- [Data for analysis]

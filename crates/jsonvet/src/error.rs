use thiserror::Error;

/// Classifies the first defect observed while scanning a document.
///
/// Each kind maps to a stable numeric debug code (see [`ErrorKind::debug_code`]).
/// The codes are part of the public contract: they never change meaning between
/// releases, so callers may log or assert on them.
#[derive(Debug, Error, Clone, Copy, PartialEq, Eq, Hash)]
pub enum ErrorKind {
    /// Input exhausted before any value began.
    #[error("empty input")]
    EmptyInput = 1,
    /// Document mode requires the top-level value to be an object.
    #[error("expected top-level object")]
    ExpectedObject = 2,
    /// Input exhausted while at least one container was still open.
    #[error("unterminated container")]
    UnterminatedContainer = 3,
    /// A `}` or `]` with no matching opener.
    #[error("stray container terminator")]
    StrayTerminator = 4,
    /// A value follows another value without an intervening `,`.
    #[error("missing separator")]
    MissingSeparator = 5,
    /// An object member does not start with `"`.
    #[error("expected object key")]
    ExpectedKey = 6,
    /// An object key is not followed by `:`.
    #[error("missing colon after key")]
    MissingColon = 7,
    /// A `,` at the top level, or trailing before a container terminator.
    #[error("stray comma")]
    StrayComma = 8,
    /// The byte at a value position starts no JSON value.
    #[error("unexpected value token")]
    UnexpectedValueToken = 9,
    /// A `t`, `f` or `n` leader whose completion is not `true`/`false`/`null`.
    #[error("malformed literal")]
    BadLiteral = 10,
    /// An unknown escape character, or a truncated/non-hex `\u` sequence.
    #[error("invalid escape sequence")]
    BadEscape = 11,
    /// Input exhausted before the closing `"` of a string.
    #[error("unterminated string")]
    UnterminatedString = 12,
    /// The number grammar was violated.
    #[error("malformed number")]
    BadNumber = 13,
    /// An object key of zero length.
    #[error("empty object key")]
    EmptyKey = 14,
    /// A raw byte below 0x20 inside an object key.
    #[error("control character in object key")]
    ControlCharInKey = 15,
    /// A key repeated within the same object while duplicates are rejected.
    #[error("duplicate object key")]
    DuplicateKey = 16,
}

impl ErrorKind {
    /// The stable numeric code for this kind. Zero is reserved for success
    /// and is never produced.
    #[must_use]
    pub const fn debug_code(self) -> u8 {
        self as u8
    }
}

/// A validation failure: what went wrong and where.
///
/// `offset` is a byte index into the input. Most kinds point at the offending
/// byte itself; string-related kinds point at the opening quote of the string
/// in which the defect was found, and end-of-input kinds report the input
/// length. See the per-variant docs on [`ErrorKind`].
#[derive(Debug, Error, Clone, Copy, PartialEq, Eq)]
#[error("{kind} at offset {offset}")]
pub struct ValidateError {
    pub kind: ErrorKind,
    pub offset: usize,
}

impl ValidateError {
    pub(crate) const fn new(kind: ErrorKind, offset: usize) -> Self {
        Self { kind, offset }
    }
}

#[cfg(test)]
mod tests {
    use super::*;

    #[test]
    fn debug_codes_are_stable() {
        assert_eq!(ErrorKind::EmptyInput.debug_code(), 1);
        assert_eq!(ErrorKind::StrayComma.debug_code(), 8);
        assert_eq!(ErrorKind::DuplicateKey.debug_code(), 16);
    }

    #[test]
    fn display_includes_offset() {
        let err = ValidateError::new(ErrorKind::BadNumber, 11);
        assert_eq!(err.to_string(), "malformed number at offset 11");
    }
}
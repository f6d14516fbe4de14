/// Configuration options for a single validation call.
///
/// These options only tighten or relax structural rules; they never change
/// how the input is scanned.
///
/// # Examples
///
/// ```rust
/// use jsonvet::{Parser, ValidateOptions};
///
/// let parser = Parser::new(0);
/// let options = ValidateOptions {
///     expect_document: true,
///     ..Default::default()
/// };
/// assert!(parser.validate(r#"{"id": 7}"#, options).is_ok());
/// assert!(parser.validate("7", options).is_err());
/// ```
///
/// # Default
///
/// All options default to `false`: any single JSON value is accepted at the
/// top level, and duplicate object keys are rejected.
#[derive(Debug, Clone, Copy, Default, PartialEq, Eq)]
pub struct ValidateOptions {
    /// Whether to require the top-level value to be an object.
    ///
    /// When `true`, the first significant byte must be `{` and the whole
    /// input is validated as a single JSON object. When `false`, any JSON
    /// value is accepted at the top level, including a whitespace-separated
    /// sequence of values.
    ///
    /// # Default
    ///
    /// `false`
    pub expect_document: bool,

    /// Whether repeated keys within the same object are accepted.
    ///
    /// When `false`, the second occurrence of a key fails with
    /// [`ErrorKind::DuplicateKey`]. Keys are compared as the raw bytes that
    /// appear in the input, before any escape expansion, so a key spelled
    /// with the sequence `\u0041` is distinct from one spelled with a
    /// literal `A`. When `true`, repeats are accepted and each occurrence
    /// still counts as an object member; every other key rule (non-empty,
    /// no raw control bytes, valid escapes) continues to apply.
    ///
    /// [`ErrorKind::DuplicateKey`]: crate::ErrorKind::DuplicateKey
    ///
    /// # Default
    ///
    /// `false`
    pub allow_duplicate_keys: bool,
}
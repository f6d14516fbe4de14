//! Single-pass streaming JSON structural validator.
//!
//! `jsonvet` decides whether a byte buffer conforms to the JSON grammar
//! without building any value representation: one left-to-right pass, one
//! reusable container stack, no per-document allocation on the scanning
//! path. On success there is no payload; on failure the error carries a
//! stable diagnostic code and the byte offset of the first defect.
//!
//! Two optional well-formedness rules go beyond the grammar: requiring a
//! single top-level object ([`ValidateOptions::expect_document`]) and
//! rejecting duplicate object keys (on by default, compared as raw key
//! bytes; see [`ValidateOptions::allow_duplicate_keys`]).
//!
//! # Example: validate some bytes
//!
//! ```rust
//! use jsonvet::{Parser, ValidateOptions};
//!
//! let parser = Parser::new(0);
//! parser
//!     .validate(r#"["I", "am", "valid", "JSON", 34.632e+2]"#, ValidateOptions::default())
//!     .unwrap();
//! ```
//!
//! # Example: diagnose a defect
//!
//! ```rust
//! use jsonvet::{ErrorKind, Parser, ValidateOptions};
//!
//! let parser = Parser::new(0);
//! let err = parser
//!     .validate(r#"{"x":123.23.2}"#, ValidateOptions::default())
//!     .unwrap_err();
//! assert_eq!((err.kind, err.offset), (ErrorKind::BadNumber, 11));
//! ```
//!
//! # Example: compact in place
//!
//! Compaction validates and simultaneously strips insignificant whitespace,
//! writing strictly behind the read position in the same buffer:
//!
//! ```rust
//! use jsonvet::Parser;
//!
//! let parser = Parser::new(0);
//! let mut buf = br#" { "foo" : [ 1 , true ] } "#.to_vec();
//! let compacted = parser.validate_compact(&mut buf).unwrap();
//! assert_eq!(compacted, br#"{"foo":[1,true]}"#);
//! ```
//!
//! Validation is CPU-bound over a contiguous buffer; there is no I/O and no
//! suspension point. A [`Parser`] is cheaply shared across threads: each
//! call borrows a private stack from an internally synchronized pool and
//! returns it on every exit path.

mod error;
mod options;
mod pool;
mod scanner;
mod stack;
mod validator;

pub use error::{ErrorKind, ValidateError};
pub use options::ValidateOptions;
pub use pool::{DEFAULT_MAX_RETAINED_FRAMES, PooledStack, StackPool};
pub use stack::{ContainerKind, Stack};
pub use validator::Parser;

#[cfg(test)]
mod tests;
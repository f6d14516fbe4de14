use quickcheck::{Arbitrary, Gen};
use serde_json::{Map, Number, Value};

/// An arbitrary JSON document, generated as a `serde_json::Value` so the
/// oracle-backed properties can serialize it any way they like.
///
/// Keys are always non-empty (an empty key is rejected by this validator on
/// purpose) and maps deduplicate on their own, so every generated document
/// is accepted under default options.
#[derive(Debug, Clone)]
pub(crate) struct ArbitraryJson(pub Value);

impl Arbitrary for ArbitraryJson {
    fn arbitrary(g: &mut Gen) -> Self {
        let depth = usize::arbitrary(g) % 3;
        Self(gen_value(g, depth))
    }
}

fn gen_value(g: &mut Gen, depth: usize) -> Value {
    let scalar_only = depth == 0;
    match usize::arbitrary(g) % if scalar_only { 4 } else { 6 } {
        0 => Value::Null,
        1 => Value::Bool(bool::arbitrary(g)),
        2 => Value::Number(gen_number(g)),
        3 => Value::String(String::arbitrary(g)),
        4 => {
            let len = usize::arbitrary(g) % 4;
            Value::Array((0..len).map(|_| gen_value(g, depth - 1)).collect())
        }
        _ => {
            let len = usize::arbitrary(g) % 4;
            let mut map = Map::new();
            for _ in 0..len {
                map.insert(gen_key(g), gen_value(g, depth - 1));
            }
            Value::Object(map)
        }
    }
}

fn gen_key(g: &mut Gen) -> String {
    let key = String::arbitrary(g);
    if key.is_empty() { String::from("k") } else { key }
}

fn gen_number(g: &mut Gen) -> Number {
    if bool::arbitrary(g) {
        Number::from(i64::arbitrary(g))
    } else {
        let mut value = f64::arbitrary(g);
        while !value.is_finite() {
            value = f64::arbitrary(g);
        }
        Number::from_f64(value).expect("finite f64")
    }
}
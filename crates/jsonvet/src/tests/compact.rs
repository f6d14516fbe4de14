//! In-place compaction: whitespace stripping, payload preservation,
//! idempotence, and shared diagnostics with plain validation.

use crate::{ErrorKind, Parser, ValidateOptions};

fn compacted(input: &str) -> String {
    let parser = Parser::new(0);
    let mut buf = input.as_bytes().to_vec();
    let out = parser.validate_compact(&mut buf).unwrap();
    String::from_utf8(out.to_vec()).unwrap()
}

#[test]
fn already_compact_inputs_pass_through() {
    for input in [
        "{}",
        "[]",
        "null",
        "42",
        r#"{"foo":"bar"}"#,
        r#"{"foo":{"bar":"baz"}}"#,
        r#"{"a":[]}"#,
        r#"{"a":["b","c","d"]}"#,
        r#"{"a":["b",true,null]}"#,
        r#"[1,2.5e3,-0.25]"#,
    ] {
        assert_eq!(compacted(input), input);
    }
}

#[test]
fn whitespace_is_stripped_outside_strings() {
    assert_eq!(
        compacted(" { \" foo \" : \" bar \" } "),
        r#"{" foo ":" bar "}"#
    );
    assert_eq!(
        compacted("\n{\n\"foo\"\n:\n  \"bar\"\t\t} "),
        r#"{"foo":"bar"}"#
    );
    assert_eq!(compacted(" [ 1 , 2 , [ ] , { } ] "), "[1,2,[],{}]");
    assert_eq!(compacted(" [ 1 , 2.5e3 ] "), "[1,2.5e3]");
    assert_eq!(compacted("\t true \n"), "true");
}

#[test]
fn escapes_survive_compaction_verbatim() {
    let input = r#"{"\rf\"o\to":"b\"a\\r"}"#;
    assert_eq!(compacted(input), input);
    // The full escape set is legal in both validation and compaction.
    let all = "[ \"a\\r\\nb\\b\\t\\\"\\\\\\/\\f\\uAAAA\" ]";
    assert_eq!(compacted(all), "[\"a\\r\\nb\\b\\t\\\"\\\\\\/\\f\\uAAAA\"]");
}

#[test]
fn compaction_is_idempotent() {
    let once = compacted(" { \"a\" : [ 1 , true , \"x y\" ] } ");
    assert_eq!(compacted(&once), once);
}

#[test]
fn top_level_values_keep_one_separating_byte() {
    // Whitespace between top-level values separates tokens; collapsing it
    // entirely would merge `1 2` into a different document.
    assert_eq!(compacted("null  true \n 1"), "null true 1");
    assert_eq!(compacted("1   2"), "1 2");
    assert_eq!(compacted("1\n2"), "1\n2");
    assert_eq!(compacted(" [ ] "), "[]");
    assert_eq!(compacted("[] []"), "[] []");
}

#[test]
fn compaction_reports_the_same_diagnostics() {
    let parser = Parser::new(0);

    let mut buf = br#"{"x":123.23.2}"#.to_vec();
    let err = parser.validate_compact(&mut buf).unwrap_err();
    assert_eq!((err.kind, err.offset), (ErrorKind::BadNumber, 11));

    let mut buf = br#"{"x":1,"x":2}"#.to_vec();
    let err = parser.validate_compact(&mut buf).unwrap_err();
    assert_eq!((err.kind, err.offset), (ErrorKind::DuplicateKey, 9));

    let mut buf = b"".to_vec();
    let err = parser.validate_compact(&mut buf).unwrap_err();
    assert_eq!(err.kind, ErrorKind::EmptyInput);
}

#[test]
fn compaction_agrees_with_validation() {
    let parser = Parser::new(0);
    for input in [
        " { \"a\" : null } ",
        "[ [ [ 0 ] ] ]",
        "\"plain\"",
        " -12.5e-3 ",
        "{\"k\":\"\\u0041\"}",
    ] {
        let validated = parser.validate(input, ValidateOptions::default());
        let mut buf = input.as_bytes().to_vec();
        let compacted = parser.validate_compact(&mut buf).map(drop);
        assert_eq!(validated, compacted, "input {input:?}");
    }
}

- [About this exercise]
Throughout the material above, find lines holding the word "shared", then copy them.

- [Response for this exercise]
//! suspension point. A [`Parser`] is cheaply shared across threads: each
//! idempotence, and shared diagnostics with plain validation.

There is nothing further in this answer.